Todavia, não basta ter os insumos de suporte nutricional, se a pasta da Saúde não disponibilizar nutricionistas para realizar o atendimento no CRDN/HRAN, de forma permanente. Desde o mês de agosto desse ano, está em falta as dietas hipercalóricas, como: Caseical e Fresubin, utilizadas para pacientes que dependem de nutrição enteral e parenteral.
Outro lado
Em nota, a Secretaria de Saúde do DF, informou que o HRAN é a única unidade de saúde que realiza o exame de polissonografia na rede pública, está com seis aparelhos de polissonografia, porém, quatro são operados e realizam exames quatro vezes por semana, nos dias: segunda, terça, quarta e sexta-feira.
Em relação aos equipamentos respiratórios, a pasta diz que está em processo de aquisição, porém, no momento, não é possível estimar um prazo para conclusão. De acordo com informações da Coordenação de Pneumologia, atualmente, cerca de 200 pacientes estão com aparelhos de BIPAP e CPAP.
Quanto à nutrição, a SESDF conta com 407 profissionais, sendo 24 lotados no HRAN. De acordo com a Gerência de Nutrição, no momento, não é possível preencher vagas no Centro de Referência de Doenças Neuromusculares, mas reconhece que este quantitativo de 24 profissionais não é suficiente para atender toda a demanda do hospital.
O Hospital Regional da Asa Norte possui 493 leitos no total, para internação de pacientes de diversas especialidades clínicas e cirúrgicas, incluindo os leitos de UTI e Pediatria. Em média o HRAN atende 15 mil pacientes por mês em diversas especialidades.
A pasta também reconhece a falta de Frebusin e Caseical. No entanto, existe processo de aquisição dos produtos, em fase final, aguardando liberação orçamentária para empenho. Neste momento, não há previsão de quando os estoques serão reabastecidos.
Mais resolutividade, menos reconhecimento
Não ofertar insumos de qualidade aos profissionais de saúde impõe riscos à população e os problemas atuais que o Centro de Referência em Doenças Neuromusculares/HRAN enfrenta impossibilitam a equipe de cumprir os objetivos da Portaria N° 206/2011 entre eles: o tratamento precoce das complicações. Este Centro precisa da atenção e do cuidado necessário dos gestores da Secretaria de Saúde do DF, de forma acelerada, considerando que o atendimento multiprofissional é fundamental para a manutenção da qualidade de vida dos pacientes. A existência do CRDN/HRAN é essencial para a população de todas as classes sociais, pois todas as doenças contempladas pela Portaria N° 206/2011, são muito específicas e complexas o que dificulta o diagnóstico e se torna essencial o acompanhamento multiprofissional permanente.

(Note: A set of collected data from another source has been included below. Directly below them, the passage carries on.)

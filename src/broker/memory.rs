//! In-process broker
//!
//! Channel-backed stand-in for JetStream with the same delivery and ack
//! surface. Acknowledged message ids are reported on an [`AckLog`].

use super::envelope::DispatchEnvelope;
use super::publisher::Transport;
use super::subscriber::{Acker, Delivery};
use super::Channel;
use crate::error::DispatchError;
use async_trait::async_trait;
use bytes::Bytes;
use futures::stream::{self, BoxStream, StreamExt};
use tokio::sync::mpsc;

/// Publishing half; also lets callers inject raw or redelivered messages
pub struct MemoryBroker {
    deliveries: mpsc::UnboundedSender<Delivery>,
    acks: mpsc::UnboundedSender<String>,
}

/// Consuming half, handed to the subscriber
pub struct MemoryInbox {
    deliveries: mpsc::UnboundedReceiver<Delivery>,
}

/// Message ids in the order they were acknowledged
pub struct AckLog {
    acks: mpsc::UnboundedReceiver<String>,
}

struct MemoryAck {
    message_id: String,
    acks: mpsc::UnboundedSender<String>,
}

#[async_trait]
impl Acker for MemoryAck {
    async fn ack(self: Box<Self>) -> Result<(), DispatchError> {
        self.acks
            .send(self.message_id.clone())
            .map_err(|e| DispatchError::AckFailed {
                message_id: self.message_id.clone(),
                source: Box::new(e),
            })
    }
}

impl MemoryBroker {
    pub fn new() -> (Self, MemoryInbox, AckLog) {
        let (deliveries_tx, deliveries_rx) = mpsc::unbounded_channel();
        let (acks_tx, acks_rx) = mpsc::unbounded_channel();

        (
            Self {
                deliveries: deliveries_tx,
                acks: acks_tx,
            },
            MemoryInbox {
                deliveries: deliveries_rx,
            },
            AckLog { acks: acks_rx },
        )
    }

    /// Enqueue a message as the broker would deliver it.
    ///
    /// Re-injecting a message id that was already delivered models a
    /// broker redelivery.
    pub fn inject(&self, channel: Channel, message_id: &str, payload: Bytes) -> bool {
        let acker = Box::new(MemoryAck {
            message_id: message_id.to_string(),
            acks: self.acks.clone(),
        });
        self.deliveries
            .send(Delivery::new(channel, message_id, payload, acker))
            .is_ok()
    }
}

#[async_trait]
impl Transport for MemoryBroker {
    async fn send(&self, envelope: DispatchEnvelope) -> Result<(), DispatchError> {
        if self.inject(envelope.channel, &envelope.message_id, envelope.payload) {
            Ok(())
        } else {
            Err(DispatchError::PublishFailed {
                subject: envelope.channel.subject().to_string(),
                source: "in-memory inbox closed".into(),
            })
        }
    }
}

impl MemoryInbox {
    pub fn into_stream(self) -> BoxStream<'static, Delivery> {
        stream::unfold(self.deliveries, |mut rx| async move {
            rx.recv().await.map(|delivery| (delivery, rx))
        })
        .boxed()
    }
}

impl AckLog {
    /// Wait for the next acknowledged message id
    pub async fn next(&mut self) -> Option<String> {
        self.acks.recv().await
    }

    /// Message ids acknowledged so far, without waiting
    pub fn drain(&mut self) -> Vec<String> {
        let mut ids = Vec::new();
        while let Ok(id) = self.acks.try_recv() {
            ids.push(id);
        }
        ids
    }
}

Para os pacientes de baixa renda e que dependem exclusivamente do SUS, ficarão marginalizados colocando a própria vida em risco. Defender o cidadão que utiliza o SUS é um ato de respeito e em defesa de um sistema tão vital para a nossa população. Negar o bom atendimento não resolve o problema. Não se tira o sofá da sala e põe na cozinha. Muitos problemas listados podem ser solucionados de forma rápida, contanto que haja vontade política e organizacional. É tempo de ter o foco no paciente: a razão de existência das políticas e ações de saúde.
As preocupações são muitas, pois caso esses problemas não sejam solucionados o Centro de Referência, é grande o risco de que esses pacientes venham a morar nos hospitais ocupando os leitos de UTI de forma indevida e desnecessária. Todas as demandas que não forem atendidas no momento adequado, correm o risco iminente de judicialização, que eleva de forma significativa os custos para os cofres públicos.